Realmente no sé si hubiera podido bancarme esta experiencia fuera de las vacaciones, con la rutina de levantarse temprano, cole, actividades extra escolares. Al principio, cuando les conté a mis amigas me decían “estás loca de hacer esto en vacaciones, ¿¿¿con qué los vas a entretener???”. Pero la verdad creo que el trabajar desde casa y tenerlos todo el día, aunque van a la colonia unas horas a la tarde, sirvió para estar más tiempo con ellos y acompañarlos en este proceso. No fue fácil para ninguno de los tres, pero hablando con calma y explicando el porqué y el para qué supieron acoplarse a la idea. Y resultó y en casa estamos todos contentos.

Sé que será una lucha diaria de aquí en adelante. Sé que mi hija mayor, que tiene 9 años, está camino a ser pre adolescente y llegará un punto en donde el celular tendrá que ser parte de su vida; no quiero que quede excluida del mundo. Entiendo que siempre será supervisando.

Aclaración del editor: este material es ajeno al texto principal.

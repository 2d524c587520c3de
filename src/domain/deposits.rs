//! Cumulative cash deposits.

use super::transaction::{Transaction, chronological_order};

const DEPOSIT_WORDS: &[&str] = &["deposit", "depósito", "deposito"];

#[derive(Debug, Clone, PartialEq)]
pub struct DepositPoint {
    pub date: String,
    pub amount: f64,
    pub cumulative: f64,
}

#[derive(Debug, Clone, Default, PartialEq)]
pub struct DepositSeries {
    pub points: Vec<DepositPoint>,
    pub total: f64,
}

pub fn is_deposit(tx: &Transaction) -> bool {
    let lower = tx.description_lower();
    DEPOSIT_WORDS.iter().any(|w| lower.contains(w))
}

pub fn deposit_series(transactions: &[Transaction]) -> DepositSeries {
    let mut series = DepositSeries::default();
    for i in chronological_order(transactions) {
        let tx = &transactions[i];
        if !is_deposit(tx) {
            continue;
        }
        series.total += tx.amount;
        series.points.push(DepositPoint {
            date: tx.date.clone(),
            amount: tx.amount,
            cumulative: series.total,
        });
    }
    series
}
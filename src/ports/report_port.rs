//! Report output port trait.

use std::io::Write;

use crate::domain::deposits::DepositSeries;
use crate::domain::dividend::{CurrencySummary, DividendGroup, ProductSummary};
use crate::domain::dividend_yield::ProductYield;
use crate::domain::error::LedgerError;
use crate::domain::holdings::InstrumentTimeline;
use crate::domain::ledger::{Ledger, SaleSimulation};
use crate::domain::reconcile::TradeReport;

/// Port for writing derived views.
pub trait ReportPort {
    /// Ledger history, one row per replayed trade.
    fn write_positions(&self, ledger: &Ledger, out: &mut dyn Write) -> Result<(), LedgerError>;

    fn write_trades(&self, report: &TradeReport, out: &mut dyn Write) -> Result<(), LedgerError>;

    fn write_dividends(
        &self,
        groups: &[&DividendGroup],
        out: &mut dyn Write,
    ) -> Result<(), LedgerError>;

    fn write_currency_summary(
        &self,
        rows: &[CurrencySummary],
        out: &mut dyn Write,
    ) -> Result<(), LedgerError>;

    fn write_product_summary(
        &self,
        rows: &[ProductSummary],
        out: &mut dyn Write,
    ) -> Result<(), LedgerError>;

    fn write_yields(&self, yields: &[ProductYield], out: &mut dyn Write)
    -> Result<(), LedgerError>;

    fn write_timeline(
        &self,
        instruments: &[&InstrumentTimeline],
        out: &mut dyn Write,
    ) -> Result<(), LedgerError>;

    fn write_simulation(
        &self,
        simulation: &SaleSimulation,
        out: &mut dyn Write,
    ) -> Result<(), LedgerError>;

    fn write_deposits(&self, series: &DepositSeries, out: &mut dyn Write)
    -> Result<(), LedgerError>;
}
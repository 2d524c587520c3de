//! Per-instrument position state: open lots and ledger history.

use super::trade_parser::TradeAction;

/// Lots at or below this many shares are purged after a FIFO sale.
pub const LOT_EPSILON: f64 = 1e-12;

/// An open acquisition tranche.
#[derive(Debug, Clone, PartialEq)]
pub struct Lot {
    pub shares: f64,
    pub price: f64,
}

impl Lot {
    pub fn cost(&self) -> f64 {
        self.shares * self.price
    }
}

/// One replayed trade with the position figures right after it.
#[derive(Debug, Clone, PartialEq)]
pub struct LedgerEntry {
    pub order_id: Option<String>,
    pub date: String,
    pub time: Option<String>,
    pub action: TradeAction,
    pub price: f64,
    pub currency: String,
    /// Shares actually bought or sold.
    pub quantity: f64,
    /// Shares asked for by the trade description.
    pub requested_quantity: f64,
    /// Sell only: shares that could not be filled from the position.
    pub unfilled_quantity: f64,
    pub avg_sale: Option<f64>,
    pub avg_position: f64,
    pub profit_loss: Option<f64>,
    /// Index of the originating transaction.
    pub index: usize,
}

#[derive(Debug, Clone, PartialEq)]
pub struct Position {
    pub key: String,
    pub product_name: String,
    pub isin: String,
    pub currency: String,
    pub shares: f64,
    pub total_cost: f64,
    pub lots: Vec<Lot>,
    pub history: Vec<LedgerEntry>,
}

/// Result of removing shares from a position.
#[derive(Debug, Clone, Copy, PartialEq)]
pub struct SaleFill {
    pub sold_shares: f64,
    pub cost_of_sold: f64,
}

impl SaleFill {
    pub const EMPTY: SaleFill = SaleFill {
        sold_shares: 0.0,
        cost_of_sold: 0.0,
    };

    pub fn avg_sale(&self) -> Option<f64> {
        if self.sold_shares > 0.0 {
            Some(self.cost_of_sold / self.sold_shares)
        } else {
            None
        }
    }
}

impl Position {
    pub fn new(key: impl Into<String>, currency: impl Into<String>) -> Self {
        Position {
            key: key.into(),
            product_name: String::new(),
            isin: String::new(),
            currency: currency.into(),
            shares: 0.0,
            total_cost: 0.0,
            lots: Vec::new(),
            history: Vec::new(),
        }
    }

    pub fn is_open(&self) -> bool {
        self.shares > 0.0
    }

    pub fn avg_position(&self) -> f64 {
        if self.shares > 0.0 {
            self.total_cost / self.shares
        } else {
            0.0
        }
    }

    pub fn label(&self) -> &str {
        if self.product_name.is_empty() {
            &self.key
        } else {
            &self.product_name
        }
    }

    pub fn buy(&mut self, quantity: f64, price: f64) {
        self.lots.push(Lot {
            shares: quantity,
            price,
        });
        self.shares += quantity;
        self.total_cost += price * quantity;
    }

    /// Consume lots oldest-first. Totals are recomputed from the remaining lots.
    pub fn sell_fifo(&mut self, quantity: f64) -> SaleFill {
        let mut remaining = quantity;
        let mut fill = SaleFill::EMPTY;

        for (i, lot) in self.lots.iter_mut().enumerate() {
            if remaining <= 0.0 {
                break;
            }
            let consume = remaining.min(lot.shares);
            log::debug!(
                "{}: consuming {} shares from lot {} (price {}, available {})",
                self.key,
                consume,
                i,
                lot.price,
                lot.shares
            );
            fill.sold_shares += consume;
            fill.cost_of_sold += consume * lot.price;
            lot.shares -= consume;
            remaining -= consume;
        }

        self.lots.retain(|lot| lot.shares > LOT_EPSILON);
        self.recompute_from_lots();
        fill
    }

    /// Sell at the blended average cost; remaining shares collapse into one lot.
    pub fn sell_average(&mut self, quantity: f64) -> SaleFill {
        if self.shares <= 0.0 {
            return SaleFill::EMPTY;
        }
        let avg = self.total_cost / self.shares;
        let sold = quantity.min(self.shares);

        self.shares -= sold;
        self.total_cost -= avg * sold;
        if self.shares <= LOT_EPSILON {
            self.shares = 0.0;
            self.total_cost = 0.0;
            self.lots.clear();
        } else {
            self.lots = vec![Lot {
                shares: self.shares,
                price: self.total_cost / self.shares,
            }];
        }

        SaleFill {
            sold_shares: sold,
            cost_of_sold: avg * sold,
        }
    }

    fn recompute_from_lots(&mut self) {
        self.shares = self.lots.iter().map(|lot| lot.shares).sum();
        self.total_cost = self.lots.iter().map(Lot::cost).sum();
        if self.shares <= LOT_EPSILON {
            self.shares = 0.0;
            self.total_cost = 0.0;
        }
    }

    pub fn entries(&self, action: TradeAction) -> impl Iterator<Item = &LedgerEntry> {
        self.history.iter().filter(move |e| e.action == action)
    }

    /// Realized profit/loss over all sells.
    pub fn realized_profit_loss(&self) -> f64 {
        self.history.iter().filter_map(|e| e.profit_loss).sum()
    }
}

Hoy ellos no necesitan la tecnología. No precisan estar conectados 24 horas. No tienen por qué sentarse a mirar el celu, aislados de lo que los rodea. Ellos tienen que correr, jugar, ensuciarse con fibras, con témperas, con masa. Prefiero mil veces que lean hasta las dos de la madrugada a que estén con el celular en la cama. Al fin y al cabo la lectura desarrolla la creatividad y eso es lo que afloró más que nunca estas cuatro semanas en ellos. Yo puedo trabajar con el celular que ya no lo piden. Eso sí, estar con Instagram mientras ellos juegan no es parte del pacto. Yo tengo también que desintoxicarme un poco del celu y de las redes. Desconectarme para conectarme más con ellos, en esta nueva etapa. Recuperar tiempo con la cola en el piso y las tardes de bici y plaza.